The Reading Series Extravaganza kicked off in June and will continue through December, presenting a new play each month. As an added bonus, tickets are free of charge. Gordon chose the plays with an eye toward diversity, complex roles for older women, and especially what she calls “gorgeous writing.” She and her casting director, Liam Vincent, have engaged a veritable Who’s Who of veteran Bay Area theater actors to rotate throughout the readings, forming a de facto rep company in the process. Gordon is directing five of the readings herself.

I spoke with her by phone recently to learn more about the series and how she went about putting it together. We talked about the kind of writing she is drawn to, how important it is to her to champion the work of older women, and why she wishes local theater companies would focus more on the wealth of talent to be found right here in the Bay Area. Gordon is a great conversationalist – warm, smart and opinionated without coming across as arrogant or pretentious. She reminds me of that favorite aunt you always make a beeline for at family gatherings because she’s fun and she’ll tell you the truth. The following has been condensed and lightly edited for clarity. 

How did you go about putting together the Reading Series Extravaganza for the Magic?

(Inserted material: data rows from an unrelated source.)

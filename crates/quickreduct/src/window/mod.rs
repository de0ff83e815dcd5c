//! Windowing engines that slice a stream into overlapping views.
//!
//! A [`WindowStrategy`] is a two-state machine: it yields consecutive windows
//! while data remains, then becomes exhausted and yields only empty windows.
//!
//! - [`SlidingWindow`]: fixed size and overlap
//! - [`AdaptiveWindow`]: resizes along a fixed ladder when the average
//!   attribute dispersion drifts between consecutive windows
//!
//! Windows are processed strictly in order; the engines hold sequential cursor
//! state and must not be shared across concurrent consumers.

mod adaptive;
mod dispersion;
mod sliding;

use std::ops::Range;

use serde::{Deserialize, Serialize};

use crate::data::InstanceSnapshot;

pub use adaptive::{AdaptiveWindow, WINDOW_SIZE_LADDER};
pub use dispersion::average_dispersion;
pub use sliding::SlidingWindow;

pub(crate) use sliding::Cursor;

/// Default window size.
pub const DEFAULT_WINDOW_SIZE: usize = 500;
/// Default overlap between consecutive sliding windows.
pub const DEFAULT_OVERLAP: usize = 250;
/// Default overlap fraction of the adaptive window.
pub const DEFAULT_OVERLAP_FRACTION: f64 = 0.5;
/// Default half-width of the adaptive window's no-resize band.
pub const DEFAULT_RATIO_STEP: f64 = 0.2;

// =============================================================================
// Errors
// =============================================================================

/// Window engine construction errors.
#[derive(Debug, Clone, PartialEq, thiserror::Error)]
pub enum WindowError {
    /// Window size must be at least 1.
    #[error("window size must be > 0")]
    InvalidSize,

    /// Overlap must be strictly smaller than the window size.
    #[error("overlap {overlap} must be smaller than window size {size}")]
    OverlapTooLarge { overlap: usize, size: usize },

    /// Overlap fraction must be in (0, 1].
    #[error("overlap fraction must be in (0, 1], got {0}")]
    InvalidOverlapFraction(f64),

    /// Ratio step must be in (0, 1).
    #[error("ratio step must be in (0, 1), got {0}")]
    InvalidRatioStep(f64),
}

// =============================================================================
// Window
// =============================================================================

/// A contiguous view of the stream.
///
/// Borrows the stream; yields `(stream_index, instance)` pairs in stream order.
#[derive(Debug, Clone, Copy)]
pub struct Window<'a> {
    start: usize,
    instances: &'a [InstanceSnapshot],
}

impl<'a> Window<'a> {
    /// View `stream[bounds]`. Bounds are clamped to the stream length.
    pub fn new(stream: &'a [InstanceSnapshot], bounds: Range<usize>) -> Self {
        let end = bounds.end.min(stream.len());
        let start = bounds.start.min(end);
        Self {
            start,
            instances: &stream[start..end],
        }
    }

    /// An empty window.
    pub fn empty() -> Self {
        Self {
            start: 0,
            instances: &[],
        }
    }

    #[inline]
    pub fn len(&self) -> usize {
        self.instances.len()
    }

    #[inline]
    pub fn is_empty(&self) -> bool {
        self.instances.is_empty()
    }

    /// First stream index covered.
    #[inline]
    pub fn start(&self) -> usize {
        self.start
    }

    /// One past the last stream index covered.
    #[inline]
    pub fn end(&self) -> usize {
        self.start + self.instances.len()
    }

    #[inline]
    pub fn bounds(&self) -> Range<usize> {
        self.start..self.end()
    }

    #[inline]
    pub fn instances(&self) -> &'a [InstanceSnapshot] {
        self.instances
    }

    /// Iterate `(stream_index, instance)` pairs.
    pub fn iter(&self) -> impl Iterator<Item = (usize, &'a InstanceSnapshot)> + 'a {
        let start = self.start;
        self.instances
            .iter()
            .enumerate()
            .map(move |(offset, inst)| (start + offset, inst))
    }

    /// Instances of this window restricted to `attributes`, for consumers that
    /// re-evaluate a window on a reduct.
    pub fn project(&self, attributes: &[usize]) -> Vec<InstanceSnapshot> {
        self.instances.iter().map(|i| i.project(attributes)).collect()
    }
}

// =============================================================================
// WindowStrategy
// =============================================================================

/// Produces consecutive, overlapping windows of a stream.
pub trait WindowStrategy: Send {
    /// Advance and return the next window.
    ///
    /// Once the stream is exhausted every call returns an empty window.
    fn next_window<'a>(&mut self, stream: &'a [InstanceSnapshot]) -> Window<'a>;

    /// Re-materialize the last returned window without advancing.
    ///
    /// Empty before the first call to [`next_window`](Self::next_window).
    fn current_window<'a>(&self, stream: &'a [InstanceSnapshot]) -> Window<'a>;

    /// Advisory estimate of the total number of `next_window` calls.
    ///
    /// Only meant for progress reporting; may change as the engine adapts.
    fn total_iterations(&self) -> usize;

    /// Returns true once the engine has yielded its final window.
    fn is_exhausted(&self) -> bool;

    /// Size used for the next window.
    fn window_size(&self) -> usize;

    /// Overlap used for the next window.
    fn overlap(&self) -> usize;
}

impl<W: WindowStrategy + ?Sized> WindowStrategy for Box<W> {
    fn next_window<'a>(&mut self, stream: &'a [InstanceSnapshot]) -> Window<'a> {
        (**self).next_window(stream)
    }

    fn current_window<'a>(&self, stream: &'a [InstanceSnapshot]) -> Window<'a> {
        (**self).current_window(stream)
    }

    fn total_iterations(&self) -> usize {
        (**self).total_iterations()
    }

    fn is_exhausted(&self) -> bool {
        (**self).is_exhausted()
    }

    fn window_size(&self) -> usize {
        (**self).window_size()
    }

    fn overlap(&self) -> usize {
        (**self).overlap()
    }
}

// =============================================================================
// WindowConfig
// =============================================================================

/// Serializable description of a window engine.
#[derive(Debug, Clone, Copy, PartialEq, Serialize, Deserialize)]
#[serde(tag = "kind", rename_all = "snake_case")]
pub enum WindowConfig {
    Sliding {
        size: usize,
        overlap: usize,
    },
    Adaptive {
        initial_size: usize,
        overlap_fraction: f64,
        ratio_step: f64,
    },
}

impl Default for WindowConfig {
    fn default() -> Self {
        WindowConfig::Sliding {
            size: DEFAULT_WINDOW_SIZE,
            overlap: DEFAULT_OVERLAP,
        }
    }
}

impl WindowConfig {
    /// Adaptive engine with the default overlap fraction and ratio step.
    pub fn adaptive(initial_size: usize) -> Self {
        WindowConfig::Adaptive {
            initial_size,
            overlap_fraction: DEFAULT_OVERLAP_FRACTION,
            ratio_step: DEFAULT_RATIO_STEP,
        }
    }

    /// Build the engine for a stream of `n_instances` records.
    pub fn build(&self, n_instances: usize) -> Result<Box<dyn WindowStrategy>, WindowError> {
        Ok(match *self {
            WindowConfig::Sliding { size, overlap } => {
                Box::new(SlidingWindow::new(n_instances, size, overlap)?)
            }
            WindowConfig::Adaptive {
                initial_size,
                overlap_fraction,
                ratio_step,
            } => Box::new(AdaptiveWindow::new(
                n_instances,
                initial_size,
                overlap_fraction,
                ratio_step,
            )?),
        })
    }
}

/// Advisory count of windows left: `2 + floor((remaining - size) / (size - overlap))`,
/// never below 1.
pub(crate) fn iteration_estimate(remaining: usize, size: usize, overlap: usize) -> usize {
    let step = (size - overlap) as i64;
    let estimate = 2 + (remaining as i64 - size as i64).div_euclid(step);
    estimate.max(1) as usize
}

#[cfg(test)]
mod tests {
    use super::*;
    use crate::testing::numeric_stream;

    #[test]
    fn window_view_indices() {
        let stream = numeric_stream(&[&[1.0], &[2.0], &[3.0], &[4.0]], &[0, 1, 0, 1]);
        let w = Window::new(&stream, 1..3);
        assert_eq!(w.len(), 2);
        assert_eq!(w.bounds(), 1..3);
        let indices: Vec<usize> = w.iter().map(|(i, _)| i).collect();
        assert_eq!(indices, vec![1, 2]);
        assert_eq!(w.iter().map(|(_, inst)| inst.index()).collect::<Vec<_>>(), vec![1, 2]);
    }

    #[test]
    fn window_view_clamps() {
        let stream = numeric_stream(&[&[1.0], &[2.0]], &[0, 1]);
        let w = Window::new(&stream, 1..10);
        assert_eq!(w.bounds(), 1..2);
        let w = Window::new(&stream, 5..10);
        assert!(w.is_empty());
        assert!(Window::empty().is_empty());
    }

    #[test]
    fn window_projection() {
        let stream = numeric_stream(&[&[1.0, 10.0], &[2.0, 20.0]], &[0, 1]);
        let projected = Window::new(&stream, 0..2).project(&[1]);
        assert_eq!(projected.len(), 2);
        assert_eq!(projected[1].n_attributes(), 1);
        assert_eq!(projected[1].numeric(0), Some(20.0));
        assert_eq!(projected[1].index(), 1);
    }

    #[test]
    fn iteration_estimate_floor_division() {
        assert_eq!(iteration_estimate(1000, 500, 250), 4);
        assert_eq!(iteration_estimate(50, 100, 50), 1);
        assert_eq!(iteration_estimate(0, 100, 99), 1);
        assert_eq!(iteration_estimate(1050, 100, 0), 11);
    }

    #[test]
    fn config_builds_engines() {
        let sliding = WindowConfig::Sliding { size: 10, overlap: 5 }.build(100).unwrap();
        assert_eq!(sliding.window_size(), 10);
        assert_eq!(sliding.overlap(), 5);

        let adaptive = WindowConfig::adaptive(200).build(100).unwrap();
        assert_eq!(adaptive.window_size(), 200);
        assert_eq!(adaptive.overlap(), 100);

        let bad = WindowConfig::Sliding { size: 5, overlap: 5 }.build(100);
        assert!(matches!(bad, Err(WindowError::OverlapTooLarge { overlap: 5, size: 5 })));
    }

    #[test]
    fn config_serde_roundtrip() {
        let config = WindowConfig::adaptive(300);
        let json = serde_json::to_string(&config).unwrap();
        assert!(json.contains("\"kind\":\"adaptive\""));
        let restored: WindowConfig = serde_json::from_str(&json).unwrap();
        assert_eq!(restored, config);
    }
}
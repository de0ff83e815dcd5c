//! Lightweight per-record instance snapshots.

use std::sync::Arc;

use super::value::AttributeValue;

/// Immutable view of one stream record.
///
/// Holds one [`AttributeValue`] per non-class attribute, in attribute order,
/// together with the record's stable position in the stream and its class.
#[derive(Clone, Debug, PartialEq)]
pub struct InstanceSnapshot {
    index: usize,
    class_index: usize,
    class_label: Arc<str>,
    attributes: Vec<AttributeValue>,
}

impl InstanceSnapshot {
    /// Create a snapshot.
    ///
    /// `attributes` must be ordered by attribute index; the position of a value
    /// in the vector is how the reduct search addresses it.
    pub fn new(
        index: usize,
        class_index: usize,
        class_label: impl Into<Arc<str>>,
        attributes: Vec<AttributeValue>,
    ) -> Self {
        debug_assert!(
            attributes.iter().enumerate().all(|(i, a)| a.index() == i),
            "attribute values must be ordered by attribute index"
        );
        Self {
            index,
            class_index,
            class_label: class_label.into(),
            attributes,
        }
    }

    /// Stable position of this record in the full stream.
    #[inline]
    pub fn index(&self) -> usize {
        self.index
    }

    #[inline]
    pub fn class_index(&self) -> usize {
        self.class_index
    }

    #[inline]
    pub fn class_label(&self) -> &str {
        &self.class_label
    }

    #[inline]
    pub fn attributes(&self) -> &[AttributeValue] {
        &self.attributes
    }

    #[inline]
    pub fn n_attributes(&self) -> usize {
        self.attributes.len()
    }

    /// Value of the attribute at `index`, if present.
    #[inline]
    pub fn attribute(&self, index: usize) -> Option<&AttributeValue> {
        self.attributes.get(index)
    }

    /// Numeric payload of the attribute at `index`.
    ///
    /// Returns `None` for nominal or missing attributes.
    #[inline]
    pub fn numeric(&self, index: usize) -> Option<f64> {
        self.attribute(index).and_then(AttributeValue::as_numeric)
    }

    /// Returns true if both snapshots hold equal values on every attribute in
    /// `subset`. An attribute missing on either side never matches.
    pub fn same_values(&self, other: &InstanceSnapshot, subset: &[usize]) -> bool {
        subset
            .iter()
            .all(|&i| match (self.attribute(i), other.attribute(i)) {
                (Some(a), Some(b)) => a == b,
                _ => false,
            })
    }

    /// A copy of this snapshot restricted to the attributes in `subset`.
    ///
    /// Stream index and class data are kept. Retained values are re-indexed
    /// densely in `subset` order so the projection is itself a valid snapshot;
    /// labels keep the original attribute names.
    pub fn project(&self, subset: &[usize]) -> InstanceSnapshot {
        let attributes = subset
            .iter()
            .filter_map(|&i| self.attribute(i))
            .enumerate()
            .map(|(new_index, value)| match value {
                AttributeValue::Numeric { label, value, .. } => AttributeValue::Numeric {
                    index: new_index,
                    label: Arc::clone(label),
                    value: *value,
                },
                AttributeValue::Nominal { label, value, .. } => AttributeValue::Nominal {
                    index: new_index,
                    label: Arc::clone(label),
                    value: Arc::clone(value),
                },
            })
            .collect();

        InstanceSnapshot {
            index: self.index,
            class_index: self.class_index,
            class_label: Arc::clone(&self.class_label),
            attributes,
        }
    }
}

#[cfg(test)]
mod tests {
    use super::*;

    fn snapshot(index: usize, a: f64, colour: &str, class_index: usize) -> InstanceSnapshot {
        InstanceSnapshot::new(
            index,
            class_index,
            if class_index == 0 { "no" } else { "yes" },
            vec![
                AttributeValue::numeric(0, "a", a),
                AttributeValue::nominal(1, "colour", colour),
                AttributeValue::numeric(2, "b", 1.0),
            ],
        )
    }

    #[test]
    fn same_values_on_subset() {
        let x = snapshot(0, 1.0, "red", 0);
        let y = snapshot(1, 2.0, "red", 1);
        assert!(x.same_values(&y, &[1, 2]));
        assert!(!x.same_values(&y, &[0, 1]));
        assert!(x.same_values(&y, &[]));
    }

    #[test]
    fn same_values_out_of_range_never_matches() {
        let x = snapshot(0, 1.0, "red", 0);
        assert!(!x.same_values(&x, &[7]));
    }

    #[test]
    fn numeric_accessor_skips_nominal() {
        let x = snapshot(0, 1.5, "red", 0);
        assert_eq!(x.numeric(0), Some(1.5));
        assert_eq!(x.numeric(1), None);
        assert_eq!(x.numeric(9), None);
    }

    #[test]
    fn project_keeps_identity_and_reindexes() {
        let x = snapshot(17, 1.5, "blue", 1);
        let p = x.project(&[1, 2]);
        assert_eq!(p.index(), 17);
        assert_eq!(p.class_index(), 1);
        assert_eq!(p.class_label(), "yes");
        assert_eq!(p.n_attributes(), 2);
        assert_eq!(p.attribute(0).map(|v| v.label()), Some("colour"));
        assert_eq!(p.attribute(0).and_then(|v| v.as_nominal()), Some("blue"));
        assert_eq!(p.numeric(1), Some(1.0));
    }
}
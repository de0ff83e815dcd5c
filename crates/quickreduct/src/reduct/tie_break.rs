//! Tie-breaking among zero-score growth candidates.
//!
//! When no candidate attribute explains any instance, growth still adds one,
//! chosen uniformly at random so low attribute indices are not favoured. The
//! source of randomness is injectable so runs can be reproduced.

use rand::{Rng, SeedableRng};
use rand_xoshiro::Xoshiro256PlusPlus;

/// Picks one of `n` tied candidates.
pub trait TieBreaker: Send {
    /// Return an index in `0..n`. `n` is at least 1.
    fn pick(&mut self, n: usize) -> usize;
}

/// Uniform choice driven by a random number generator.
#[derive(Debug, Clone)]
pub struct RngTieBreaker<R> {
    rng: R,
}

impl<R: Rng + Send> RngTieBreaker<R> {
    pub fn new(rng: R) -> Self {
        Self { rng }
    }
}

impl RngTieBreaker<Xoshiro256PlusPlus> {
    /// Xoshiro-backed tie breaker seeded with `seed`.
    pub fn seeded(seed: u64) -> Self {
        Self::new(Xoshiro256PlusPlus::seed_from_u64(seed))
    }
}

impl<R: Rng + Send> TieBreaker for RngTieBreaker<R> {
    fn pick(&mut self, n: usize) -> usize {
        if n <= 1 {
            return 0;
        }
        self.rng.gen_range(0..n)
    }
}

/// Always picks the first (lowest-index) candidate.
#[derive(Debug, Clone, Copy, Default)]
pub struct FirstCandidate;

impl TieBreaker for FirstCandidate {
    fn pick(&mut self, _n: usize) -> usize {
        0
    }
}

#[cfg(test)]
mod tests {
    use super::*;
    use rand::rngs::StdRng;

    #[test]
    fn seeded_picks_are_reproducible() {
        let mut a = RngTieBreaker::seeded(7);
        let mut b = RngTieBreaker::seeded(7);
        let picks_a: Vec<usize> = (0..32).map(|_| a.pick(5)).collect();
        let picks_b: Vec<usize> = (0..32).map(|_| b.pick(5)).collect();
        assert_eq!(picks_a, picks_b);
        assert!(picks_a.iter().all(|&i| i < 5));
    }

    #[test]
    fn picks_cover_all_candidates() {
        let mut breaker = RngTieBreaker::new(StdRng::seed_from_u64(3));
        let mut seen = [false; 4];
        for _ in 0..200 {
            seen[breaker.pick(4)] = true;
        }
        assert!(seen.iter().all(|&s| s));
    }

    #[test]
    fn single_candidate() {
        assert_eq!(RngTieBreaker::seeded(1).pick(1), 0);
        assert_eq!(RngTieBreaker::seeded(1).pick(0), 0);
        assert_eq!(FirstCandidate.pick(9), 0);
    }
}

There were five criteria for who got into the series. One was they had to have a tie to the Bay Area and two, I wanted it to be really good writing. I’m kind of tired of going to see agitprop plays that aren’t written well. I like plays with story and character development and important, universal life choices. Another thing was I wanted to make sure that there were excellent roles for women, and excellent roles for women over 50. That was very, very important to me. The fifth criteria was that even though the plays were topical, their main point was not to be deliberately, absolutely political.

So those were the five points, and I ended up with stellar scripts. We just did Michael Lynch’s Crows Landing Gently, Gently and it was devastating. The audience was blown away and moved because it’s a morality tale that goes from a kind of challenging situation to pure devastation. The premise of Crows Landing is that a young woman in Pawhuska, Oklahoma falls in love and marries a man twenty years older than her who turns out to basically imprison her and convince her that the apocalypse has happened. They end up living in a bunker for twenty years together and then he dies, and she figures out that her entire life has been a lie. The political ramification of that of course is the MAGA supporter who suddenly realizes the emperor has no clothes, but the underlying theme is just how sad it is when someone is so beguiled by something that is so wrong and isolates themselves and basically exhibits Stockholm Syndrome and loses everything. The next piece is a comedy (thank god!) by Laurel Ollstein, called Pandora. It’s got amazing strong women characters and a phenomenal cast.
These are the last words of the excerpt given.